New appraisal and evaluation guidelines were issued by the Fed, OCC, FDIC, OTS, and the National Credit Union Administration (NCUA) in December 2010. They supersede the 1994 Interagency Appraisal and Evaluation Guidelines.
“These Guidelines ….address supervisory matters relating to real estate appraisals and evaluations used to support real estate-related financial transactions. Further, these Guidelines provide federally regulated institutions and examiners clarification on the Agencies’ expectations for prudent appraisal and evaluation policies, procedures, and practices.” The guidelines clarify problem areas in appraisal practice.
Appraiser Independence.
There is much material relating to appraiser independence, etc. Appraiser communication is addressed follows: “An institution may exchange information with appraisers and persons who perform evaluations, which may include providing a copy of the sales contract for a purchase transaction.” Of particular importance: “an institution should not directly or indirectly coerce, influence, or otherwise encourage an appraiser or a person who performs an evaluation to misstate or misrepresent the value of the property.” Further the “person who selects or oversees the selection of appraisers or persons providing evaluation services should be independent from the loan production area.” The guidelines also address the use of appraisals done for other banks. Appraisers still must not be “transferring,” “recertifying,” or, “overwriting” appraisal reports.
Market Value.
The market value definition and certification (which exceeds that of USPAP) are reiterated. Values based on “going concern value,” “value in use,” or a “special” value to a specific property user “may not be used as market value for federally related transactions. An appraisal may contain separate opinions of such values so long as they are clearly identified and disclosed.”
As-is Value.
This concept which has not been well understood is defined as follows. “The estimate of market value should consider the real property’s actual physical condition, use, and zoning as of the effective date of the appraiser’s opinion of value.”
Prospective Values/Hypothetical Conditions/Extraordinary Assumptions.
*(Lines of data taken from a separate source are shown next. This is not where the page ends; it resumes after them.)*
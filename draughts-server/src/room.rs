//! 房间系统

use std::collections::HashMap;
use std::sync::atomic::{AtomicU64, Ordering};
use std::time::Instant;

use protocol::{
    Board, PieceColor, RoomId, RoomStatus, Square, Turn, MAX_ROOM_NAME_LEN, ROOM_CAPACITY,
};

use crate::game::TurnClock;

/// 房间：一张两人对局桌，终局后重置回等待状态复用
pub struct Room {
    pub id: RoomId,
    /// 服务端生成的名称（"Table N"）
    pub name: String,
    pub status: RoomStatus,
    /// 座位上的玩家 token；0 号位执白，1 号位执黑
    pub seats: Vec<String>,
    pub turn: Turn,
    /// 对局中的棋盘；等待状态为 None
    pub board: Option<Board>,
    /// 连吃锁：上一步吃子后必须从此格继续吃
    pub capture_lock: Option<Square>,
    /// 回合计时
    pub clock: TurnClock,
}

impl Room {
    pub fn new(id: RoomId, name: String) -> Self {
        Self {
            id,
            name,
            status: RoomStatus::Waiting,
            seats: Vec::with_capacity(ROOM_CAPACITY),
            turn: Turn::None,
            board: None,
            capture_lock: None,
            clock: TurnClock::idle(),
        }
    }

    /// 座位是否已满
    pub fn is_full(&self) -> bool {
        self.seats.len() >= ROOM_CAPACITY
    }

    /// 玩家是否在房间中
    pub fn has_player(&self, token: &str) -> bool {
        self.seats.iter().any(|seat| seat == token)
    }

    /// 玩家的座位号
    pub fn seat_index(&self, token: &str) -> Option<usize> {
        self.seats.iter().position(|seat| seat == token)
    }

    /// 座位对应的棋色：0 号白，1 号黑
    pub fn seat_color(index: usize) -> PieceColor {
        if index == 0 {
            PieceColor::White
        } else {
            PieceColor::Black
        }
    }

    /// 对手的 token
    pub fn opponent_token(&self, token: &str) -> Option<&str> {
        let index = self.seat_index(token)?;
        self.seats.get(1 - index).map(String::as_str)
    }

    /// 行棋方的座位号
    pub fn turn_seat(&self) -> Option<usize> {
        match self.turn {
            Turn::Player1 => Some(0),
            Turn::Player2 => Some(1),
            Turn::None => None,
        }
    }

    /// 加入座位；已在座为幂等
    pub fn add_seat(&mut self, token: &str) {
        if !self.has_player(token) {
            self.seats.push(token.to_string());
        }
    }

    /// 空出座位，返回原座位号
    pub fn remove_seat(&mut self, token: &str) -> Option<usize> {
        let index = self.seat_index(token)?;
        self.seats.remove(index);
        Some(index)
    }

    /// 开局：摆初始棋盘，白方先行，启动回合计时
    pub fn start_game(&mut self, now: Instant) {
        self.status = RoomStatus::InGame;
        self.turn = Turn::Player1;
        self.board = Some(Board::initial());
        self.capture_lock = None;
        self.clock.start(now);
    }

    /// 重置回等待状态（终局或清场）
    pub fn reset(&mut self) {
        self.status = RoomStatus::Waiting;
        self.turn = Turn::None;
        self.board = None;
        self.capture_lock = None;
        self.clock = TurnClock::idle();
        self.seats.clear();
    }
}

/// 房间管理器
pub struct RoomManager {
    rooms: HashMap<RoomId, Room>,
    next_id: AtomicU64,
    /// "Table N" 的编号与房间 id 独立递增
    next_table_index: AtomicU64,
}

impl RoomManager {
    pub fn new() -> Self {
        Self {
            rooms: HashMap::new(),
            next_id: AtomicU64::new(1),
            next_table_index: AtomicU64::new(1),
        }
    }

    /// 校验客户端提交的房间名（最终会被服务端命名替换，但仍须合法）
    pub fn validate_name(name: &str) -> Result<(), &'static str> {
        if name.is_empty() {
            return Err("Missing room name");
        }
        if name.contains(';') || name.contains('=') {
            return Err("Invalid chars in room name");
        }
        if name.len() > MAX_ROOM_NAME_LEN {
            return Err("Room name too long");
        }
        Ok(())
    }

    /// 创建房间，返回房间 id
    pub fn create(&mut self) -> RoomId {
        let id = self.next_id.fetch_add(1, Ordering::SeqCst);
        let table = self.next_table_index.fetch_add(1, Ordering::SeqCst);
        let room = Room::new(id, format!("Table {table}"));
        self.rooms.insert(id, room);
        id
    }

    pub fn get(&self, room_id: RoomId) -> Option<&Room> {
        self.rooms.get(&room_id)
    }

    pub fn get_mut(&mut self, room_id: RoomId) -> Option<&mut Room> {
        self.rooms.get_mut(&room_id)
    }

    /// 房间数量
    pub fn count(&self) -> usize {
        self.rooms.len()
    }

    /// 按 id 升序返回全部房间（列表展示）
    pub fn list(&self) -> Vec<&Room> {
        let mut rooms: Vec<&Room> = self.rooms.values().collect();
        rooms.sort_by_key(|room| room.id);
        rooms
    }

    /// 全部房间 id（扫描时先收集再逐个可变借用）
    pub fn ids(&self) -> Vec<RoomId> {
        self.rooms.keys().copied().collect()
    }

    /// 玩家占用的全部房间 id
    pub fn rooms_with_player(&self, token: &str) -> Vec<RoomId> {
        self.rooms
            .values()
            .filter(|room| room.has_player(token))
            .map(|room| room.id)
            .collect()
    }
}

impl Default for RoomManager {
    fn default() -> Self {
        Self::new()
    }
}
Prospective market value opinions should be “based upon current and reasonably expected market conditions… and there should be a point of reference to the market conditions and time frame on which the appraiser based the analysis.” Extraordinary assumptions are appropriate in these assignments. Hypothetical conditions are not.
Scope of Work.
Excellent guidance is provided in this respect in keeping with USPAP concepts. The appraiser’s scope of work should be “consistent with the extent of the research and analyses employed for similar property types, market conditions, and transactions.” Thus, “an institution should be cautious in limiting the scope of the appraiser’s inspection, research, or other information used to determine the property’s condition and relevant market factors, which could affect the credibility of the appraisal. The guidelines note that engagement letters should contain a statement of intended use.
Reporting Options.
USPAP states that appraisal reports “must contain sufficient information to enable the intended user of the appraisal to understand the report properly.” The guidelines state that an institution specifies an appraisal report option that is “commensurate with the risk and complexity of the transaction.” This advice should prove helpful to reviewers.
Automated Valuation
Models/BPOs.
For federally-related transactions, the “result of an Automated Valuation Model (AVM), by itself or signed by an appraiser, is not an appraisal, because a state certified or licensed appraiser must perform an appraisal in conformance with USPAP and the Agencies’ minimum appraisal standards.” Language relating to BPOs references Dodd-Frank.
The Guidelines provide additional guidance on evaluations, appraisal review, discounts for tract developments and non-stabilized properties. The fact that the Guidelines have incorporated USPAP concepts and have been brought up to date make them essential for appraisers’ understanding of this practice area.